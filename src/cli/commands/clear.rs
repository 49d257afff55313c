use crate::config::Config;
use crate::db::Database;
use crate::errors::AppResult;
use crate::ui::messages::{success, warning};

pub fn handle(yes: bool, cfg: &Config) -> AppResult<()> {
    if !yes {
        warning("Refusing to delete all data without --yes.");
        return Ok(());
    }

    let db = Database::open_with(&cfg.database, cfg.store_options())?;
    let message = db.clear_all_tables()?;
    success(message);
    Ok(())
}
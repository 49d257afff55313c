use serde::Serialize;

#[derive(Debug, Clone, PartialEq, Eq, Serialize)]
pub struct Admin {
    pub id: i64,
    pub chat: i64,
    pub telegram_user_id: i64,
}
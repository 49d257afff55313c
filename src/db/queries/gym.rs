use crate::db::pool::Database;
use crate::errors::AppResult;
use crate::models::{Gym, GymChanges, Mutation, Outcome};
use rusqlite::{Row, params};

fn map_gym(row: &Row) -> rusqlite::Result<Gym> {
    Ok(Gym {
        id: row.get("id")?,
        name: row.get("name")?,
        address: row.get("address")?,
        chat: row.get("chat")?,
    })
}

impl Database {
    pub fn get_gyms(&self, telegram_chat_id: i64) -> AppResult<Vec<Gym>> {
        self.with_tx("get_gyms", telegram_chat_id, |tx| {
            super::collect_rows(
                tx,
                "SELECT * FROM gym WHERE chat = ?1 ORDER BY id",
                telegram_chat_id,
                map_gym,
            )
        })
    }

    pub fn add_gym(
        &self,
        telegram_chat_id: i64,
        name: &str,
        address: Option<&str>,
    ) -> AppResult<Mutation> {
        self.with_tx("add_gym", (telegram_chat_id, name, address), |tx| {
            tx.execute(
                "INSERT INTO gym (name, address, chat) VALUES (?1, ?2, ?3)",
                params![name, address, telegram_chat_id],
            )?;
            Ok((
                Some(tx.last_insert_rowid()),
                Outcome::success("зал добавлен в базу данных"),
            ))
        })
    }

    /// Removing a gym leaves schedule rows that reference it untouched.
    pub fn remove_gym(&self, gym_id: i64) -> AppResult<Mutation> {
        self.delete_by_id("remove_gym", "gym", gym_id, "зал удален из базы данных")
    }

    pub fn edit_gym(&self, gym_id: i64, changes: GymChanges) -> AppResult<Mutation> {
        let detail = match (&changes.name, &changes.address) {
            (Some(_), Some(_)) => "Изменены имя и адрес зала",
            (Some(_), None) => "Изменено имя зала",
            (None, Some(_)) => "Изменен адрес зала",
            (None, None) => "",
        };

        self.apply_changes(
            "edit_gym",
            "id",
            gym_id,
            &changes,
            "Данные о зале не были изменены: не передано ни одного поля",
            |_| detail.to_string(),
        )
    }
}
//! gymchat-store library root.
//! Persistence for the gym-chat scheduling bot plus the maintenance CLI.

pub mod cli;
pub mod config;
pub mod db;
pub mod errors;
pub mod logging;
pub mod models;
pub mod ui;
pub mod utils;

use clap::Parser;
use cli::parser::{Cli, Commands};
use config::Config;
use std::path::{Path, PathBuf};

pub use db::Database;
pub use errors::{AppError, AppResult, FailureKind};

/// Central command dispatcher
pub fn dispatch(cli: &Cli, cfg: &Config) -> AppResult<()> {
    match &cli.command {
        Commands::Init => cli::commands::init::handle(cfg, &config_path(cli)),
        Commands::Chat { action } => cli::commands::chat::handle(action, cfg),
        Commands::Show { chat, entity } => cli::commands::show::handle(*chat, *entity, cfg),
        Commands::Tables => cli::commands::tables::handle(cfg),
        Commands::Clear { yes } => cli::commands::clear::handle(*yes, cfg),
    }
}

/// The config file this run reads from and `init` writes to.
fn config_path(cli: &Cli) -> PathBuf {
    match &cli.config {
        Some(path) => PathBuf::from(path),
        None => Config::config_file(),
    }
}

/// Entry point used by main.rs
pub fn run() -> AppResult<()> {
    let cli = Cli::parse();

    let mut cfg = Config::load_from(&config_path(&cli))?;

    if let Some(custom_db) = &cli.db {
        cfg.database = custom_db.clone();
    }

    logging::init_file_logging(Path::new(&cfg.log_file), cli.debug)?;

    dispatch(&cli, &cfg)
}
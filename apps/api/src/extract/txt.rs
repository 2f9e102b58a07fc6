/// Decodes plain-text bytes as UTF-8, falling back to Latin-1.
///
/// UTF-8 is always attempted first. Latin-1 maps every byte straight to
/// the code point of the same value, so the fallback is total and this
/// function cannot fail.
pub fn extract_text(data: &[u8]) -> String {
    match std::str::from_utf8(data) {
        Ok(s) => s.to_string(),
        Err(_) => data.iter().map(|&b| b as char).collect(),
    }
}
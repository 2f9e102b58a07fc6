//! Linear classifier over dense feature vectors.

use serde::{Deserialize, Serialize};

use super::ClassifyError;

/// A one-vs-rest linear classifier restored from a fitted artifact.
///
/// Each class carries one weight row and one intercept; prediction is
/// the argmax of the per-class decision values. A two-class artifact
/// stores a single row whose decision sign selects the class, matching
/// the convention of the training library that produced it.
#[derive(Debug, Clone, Serialize, Deserialize)]
pub struct LinearClassifier {
    weights: Vec<Vec<f32>>,
    intercepts: Vec<f32>,
}

impl LinearClassifier {
    pub fn new(weights: Vec<Vec<f32>>, intercepts: Vec<f32>) -> Self {
        Self {
            weights,
            intercepts,
        }
    }

    /// Number of input features each weight row expects.
    pub fn n_features(&self) -> usize {
        self.weights.first().map(|row| row.len()).unwrap_or(0)
    }

    /// Number of classes this classifier decides between.
    pub fn n_classes(&self) -> usize {
        if self.weights.len() == 1 {
            2
        } else {
            self.weights.len()
        }
    }

    /// Checks internal consistency: at least one row, uniform row
    /// lengths, one intercept per row.
    pub fn validate(&self) -> Result<(), String> {
        if self.weights.is_empty() {
            return Err("classifier has no weight rows".to_string());
        }
        let width = self.weights[0].len();
        if let Some(pos) = self.weights.iter().position(|row| row.len() != width) {
            return Err(format!(
                "weight row {pos} has {} columns, expected {width}",
                self.weights[pos].len()
            ));
        }
        if self.intercepts.len() != self.weights.len() {
            return Err(format!(
                "{} intercepts for {} weight rows",
                self.intercepts.len(),
                self.weights.len()
            ));
        }
        Ok(())
    }

    /// Predicts the label index for one dense feature vector.
    ///
    /// A vector of the wrong length is a `ShapeMismatch` error, never a
    /// panic. Ties go to the lowest index.
    pub fn predict(&self, features: &[f32]) -> Result<usize, ClassifyError> {
        if features.len() != self.n_features() {
            return Err(ClassifyError::ShapeMismatch {
                expected: self.n_features(),
                actual: features.len(),
            });
        }

        let scores: Vec<f32> = self
            .weights
            .iter()
            .zip(&self.intercepts)
            .map(|(row, intercept)| dot(row, features) + intercept)
            .collect();

        if scores.len() == 1 {
            return Ok(usize::from(scores[0] > 0.0));
        }

        let mut best = 0;
        for (i, score) in scores.iter().enumerate() {
            if *score > scores[best] {
                best = i;
            }
        }
        Ok(best)
    }
}

fn dot(a: &[f32], b: &[f32]) -> f32 {
    a.iter().zip(b).map(|(x, y)| x * y).sum()
}

#[cfg(test)]
mod tests {
    use super::*;

    fn three_class_fixture() -> LinearClassifier {
        LinearClassifier::new(
            vec![
                vec![1.0, 0.0],
                vec![0.0, 1.0],
                vec![-1.0, -1.0],
            ],
            vec![0.0, 0.0, 0.5],
        )
    }

    #[test]
    fn test_argmax_picks_highest_decision_value() {
        let clf = three_class_fixture();
        assert_eq!(clf.predict(&[1.0, 0.0]).unwrap(), 0);
        assert_eq!(clf.predict(&[0.0, 1.0]).unwrap(), 1);
        assert_eq!(clf.predict(&[-1.0, -1.0]).unwrap(), 2);
    }

    #[test]
    fn test_intercept_shifts_the_decision() {
        let clf = three_class_fixture();
        // With a zero input only the intercepts speak.
        assert_eq!(clf.predict(&[0.0, 0.0]).unwrap(), 2);
    }

    #[test]
    fn test_tie_goes_to_lowest_index() {
        let clf = LinearClassifier::new(vec![vec![1.0], vec![1.0]], vec![0.0, 0.0]);
        assert_eq!(clf.predict(&[1.0]).unwrap(), 0);
    }

    #[test]
    fn test_single_row_positive_decision_is_class_one() {
        let clf = LinearClassifier::new(vec![vec![1.0, -1.0]], vec![0.0]);
        assert_eq!(clf.predict(&[1.0, 0.0]).unwrap(), 1);
        assert_eq!(clf.predict(&[0.0, 1.0]).unwrap(), 0);
        assert_eq!(clf.n_classes(), 2);
    }

    #[test]
    fn test_single_row_zero_decision_is_class_zero() {
        let clf = LinearClassifier::new(vec![vec![1.0]], vec![0.0]);
        assert_eq!(clf.predict(&[0.0]).unwrap(), 0);
    }

    #[test]
    fn test_wrong_dimension_is_shape_mismatch() {
        let err = three_class_fixture().predict(&[1.0]).unwrap_err();
        assert!(matches!(
            err,
            ClassifyError::ShapeMismatch {
                expected: 2,
                actual: 1
            }
        ));
    }

    #[test]
    fn test_n_classes_counts_rows_for_multiclass() {
        assert_eq!(three_class_fixture().n_classes(), 3);
    }

    #[test]
    fn test_validate_rejects_ragged_rows() {
        let clf = LinearClassifier::new(vec![vec![1.0, 2.0], vec![1.0]], vec![0.0, 0.0]);
        assert!(clf.validate().is_err());
    }

    #[test]
    fn test_validate_rejects_intercept_count_mismatch() {
        let clf = LinearClassifier::new(vec![vec![1.0]], vec![0.0, 1.0]);
        assert!(clf.validate().is_err());
    }

    #[test]
    fn test_validate_rejects_empty_classifier() {
        let clf = LinearClassifier::new(vec![], vec![]);
        assert!(clf.validate().is_err());
    }
}
//! Resume category classification.
//!
//! The three fitted artifacts (vectorizer, classifier, label decoder)
//! are loaded once at startup and driven per-request by the pipeline:
//! normalize, vectorize, classify, decode.

use thiserror::Error;

pub mod artifacts;
pub mod handlers;
pub mod labels;
pub mod model;
pub mod pipeline;
pub mod vectorizer;

/// Per-request classification failures. None of these crash the process.
#[derive(Debug, Error)]
pub enum ClassifyError {
    #[error("document contains no classifiable text after normalization")]
    EmptyDocument,

    #[error("feature vector has {actual} dimensions, classifier expects {expected}")]
    ShapeMismatch { expected: usize, actual: usize },

    #[error("label index {0} is outside the fitted label set")]
    UnknownLabel(usize),
}
//! Fitted TF-IDF vectorizer.

use regex::Regex;
use serde::{Deserialize, Serialize};
use std::collections::HashMap;
use std::sync::LazyLock;

/// Token pattern the vocabulary was fitted with: runs of two or more
/// word characters.
static TOKEN_RE: LazyLock<Regex> = LazyLock::new(|| Regex::new(r"\b\w\w+\b").unwrap());

/// A TF-IDF vectorizer restored from a fitted artifact.
///
/// Holds a fixed vocabulary (term to column index) and one inverse
/// document frequency per column. `transform` is the only operation;
/// fitting happens offline in the training pipeline that produced the
/// artifact.
#[derive(Debug, Clone, Serialize, Deserialize)]
pub struct TfidfVectorizer {
    vocabulary: HashMap<String, usize>,
    idf: Vec<f32>,
}

impl TfidfVectorizer {
    pub fn new(vocabulary: HashMap<String, usize>, idf: Vec<f32>) -> Self {
        Self { vocabulary, idf }
    }

    /// Number of columns in the produced feature vector.
    pub fn dimension(&self) -> usize {
        self.idf.len()
    }

    /// Checks internal consistency: every vocabulary index must address
    /// a column of the IDF vector.
    pub fn validate(&self) -> Result<(), String> {
        for (term, &idx) in &self.vocabulary {
            if idx >= self.idf.len() {
                return Err(format!(
                    "vocabulary term '{term}' maps to column {idx}, but only {} IDF values are present",
                    self.idf.len()
                ));
            }
        }
        Ok(())
    }

    /// Transforms one document into a dense feature vector.
    ///
    /// Lowercases, tokenizes, counts in-vocabulary terms, weights the
    /// counts by IDF, and L2-normalizes. Out-of-vocabulary tokens are
    /// ignored; a document with no known tokens yields the zero vector.
    pub fn transform(&self, document: &str) -> Vec<f32> {
        let mut features = vec![0.0_f32; self.idf.len()];

        let lowered = document.to_lowercase();
        for token in TOKEN_RE.find_iter(&lowered) {
            if let Some(&idx) = self.vocabulary.get(token.as_str()) {
                features[idx] += 1.0;
            }
        }

        for (value, idf) in features.iter_mut().zip(&self.idf) {
            *value *= idf;
        }

        let norm = features.iter().map(|v| v * v).sum::<f32>().sqrt();
        if norm > 0.0 {
            for value in &mut features {
                *value /= norm;
            }
        }

        features
    }
}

Exercise details
Output the lines above exactly, but only those between the line holding "a dense feature vector." and the line holding "Out-of-vocabulary tokens are", inclusive.

Solution for this problem
    /// Transforms one document into a dense feature vector.
    ///
    /// Lowercases, tokenizes, counts in-vocabulary terms, weights the
    /// counts by IDF, and L2-normalizes. Out-of-vocabulary tokens are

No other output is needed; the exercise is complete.